Contribute

In order to build models that can align themselves with tabular prediction problems extremely well from just instructions and perhaps a few examples, we need many tasks. These are useful for evaluating how well we’re doing and could be useful for future supervision.

TABLET makes it easy to create new tasks by writing instructions or generating them with GPT-3 for new datasets. Here’s how you do it.

Creating a new task

You must have the training and testing for your task stored in pandas df’s. Then, you can call Tablet.create. This function will take care of creating the task for the naturally occuring instructions you provide and will also generate instructions using GPT-3, if you would like.

from Tablet import create

create.create_task(train_x,
                   eval_x,
                   train_y,
                   eval_y,
                   name=my_data_set_name,
                   header="Predict xyz.",
                   nl_instruction="Generally, people papers are grad students.",
                   categorical_columns=names_of_categorical_columns,
                   num=index_of_task,
                   num_gpt3_revisions=10,
                   openai_key_path=path_to_open_ai_key,
                   save_loc="./data/benchmark")

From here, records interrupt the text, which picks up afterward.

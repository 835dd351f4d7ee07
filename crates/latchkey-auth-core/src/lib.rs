//! Latchkey Auth Core - credential and session authority
//!
//! The [`AuthStore`] state machine plus the two collaborators it depends on:
//! a one-way [`PasswordHasher`] and a random [`TokenSource`].

pub mod config;
pub mod error;
pub mod password;
pub mod store;
pub mod token;

pub use config::*;
pub use error::*;
pub use password::*;
pub use store::*;
pub use token::*;
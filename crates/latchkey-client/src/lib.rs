//! Latchkey Client - SDK for service consumers
//!
//! HTTP client for the Latchkey command API. Relying parties hold an
//! administrator session and use [`AuthClient::verify_token`] to check the
//! session tokens their own users present.

pub mod auth;
pub mod config;
pub mod error;

pub use auth::AuthClient;
pub use config::{ClientConfig, ConfigError};
pub use error::{ClientError, PERSISTENCE_ERROR};
pub use latchkey_types::{Credentials, Identity, InviteCode, SessionToken};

Here, train_x and eval_x are the train and test splits. Similarly, train_y and eval_y are the label columns. This function also accepts the name of the task (e.g., things like Adult or Wine), the header describing the high level goal of the task, and the natural langauge instructions–this is the nl_instructions argument. You must also specify the names of the categorical columns. The num argument is the index the task with this naturally occurring instruction will be stored under (e.g., prototypes-naturallanguage-performance-{num}).

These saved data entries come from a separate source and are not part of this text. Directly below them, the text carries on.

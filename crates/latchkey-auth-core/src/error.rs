//! Auth errors

use thiserror::Error;

/// Authorization store errors
///
/// Every variant except `Configuration` and `Internal` is a caller mistake and
/// maps to a 4xx status. `InvalidCredentials` deliberately covers unknown
/// identities, wrong passwords and unknown tokens alike.
#[derive(Error, Debug, Clone, PartialEq, Eq)]
pub enum AuthError {
    /// Invite code is not outstanding (never issued, consumed or revoked)
    #[error("invalid invite code")]
    InvalidInviteCode,

    /// Sign-up for an identity that already has credentials
    #[error("identity already exists")]
    IdentityExists,

    /// Password fails the length policy
    #[error("password must be at least {min_length} characters")]
    WeakPassword { min_length: usize },

    /// Unknown identity, wrong password, or token not active for the identity
    #[error("invalid credentials")]
    InvalidCredentials,

    /// Caller is not the administrator or holds no active administrator session
    #[error("unauthorized")]
    Unauthorized,

    /// Configuration error
    #[error("configuration error: {0}")]
    Configuration(String),

    /// Internal error (hasher failure)
    #[error("internal error: {0}")]
    Internal(String),
}

impl AuthError {
    /// Get HTTP status code for this error
    pub fn status_code(&self) -> u16 {
        match self {
            Self::InvalidInviteCode | Self::WeakPassword { .. } => 400,
            Self::InvalidCredentials => 401,
            Self::Unauthorized => 403,
            Self::IdentityExists => 409,
            Self::Configuration(_) | Self::Internal(_) => 500,
        }
    }

    /// Get error code for API responses
    pub fn error_code(&self) -> &'static str {
        match self {
            Self::InvalidInviteCode => "INVALID_INVITE_CODE",
            Self::IdentityExists => "IDENTITY_EXISTS",
            Self::WeakPassword { .. } => "WEAK_PASSWORD",
            Self::InvalidCredentials => "INVALID_CREDENTIALS",
            Self::Unauthorized => "UNAUTHORIZED",
            Self::Configuration(_) => "CONFIGURATION_ERROR",
            Self::Internal(_) => "INTERNAL_ERROR",
        }
    }
}

#[cfg(test)]
mod tests {
    use super::*;

    #[test]
    fn test_operation_failures_are_client_errors() {
        for err in [
            AuthError::InvalidInviteCode,
            AuthError::IdentityExists,
            AuthError::WeakPassword { min_length: 8 },
            AuthError::InvalidCredentials,
            AuthError::Unauthorized,
        ] {
            assert!(err.status_code() < 500, "{err} should be a client error");
        }
        assert_eq!(AuthError::Internal("boom".to_string()).status_code(), 500);
    }

    #[test]
    fn test_weak_password_message() {
        let err = AuthError::WeakPassword { min_length: 8 };
        assert_eq!(err.to_string(), "password must be at least 8 characters");
    }
}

Further, If you wish to generate instructions with GPT-3, you will need to provide an OpenAI key in a file and give the location of this file to the openai_key_path argument and specify how many instructions for the prototypes and rulesets templates you wish to create with num_gpt3_revisions.

Submitting a task

To include your awesome new task, please make sure the task’s files are under

./data/benchmark/performance/my_new_task

and submit a pull request.

Please also include a short readmd.md in folder describing the goal of the task and the license the data and instructions are under. For instance, something like this is ideal:

Task: Predict how many sheep someone will need to count before they fall asleep.
Data License: Apache 2.0
Instruction License: MIT

We’ll review it and add it to the benchmark. If you would like your name & website added to the lists of tasks on the homepage, please mention this in the pull request as well.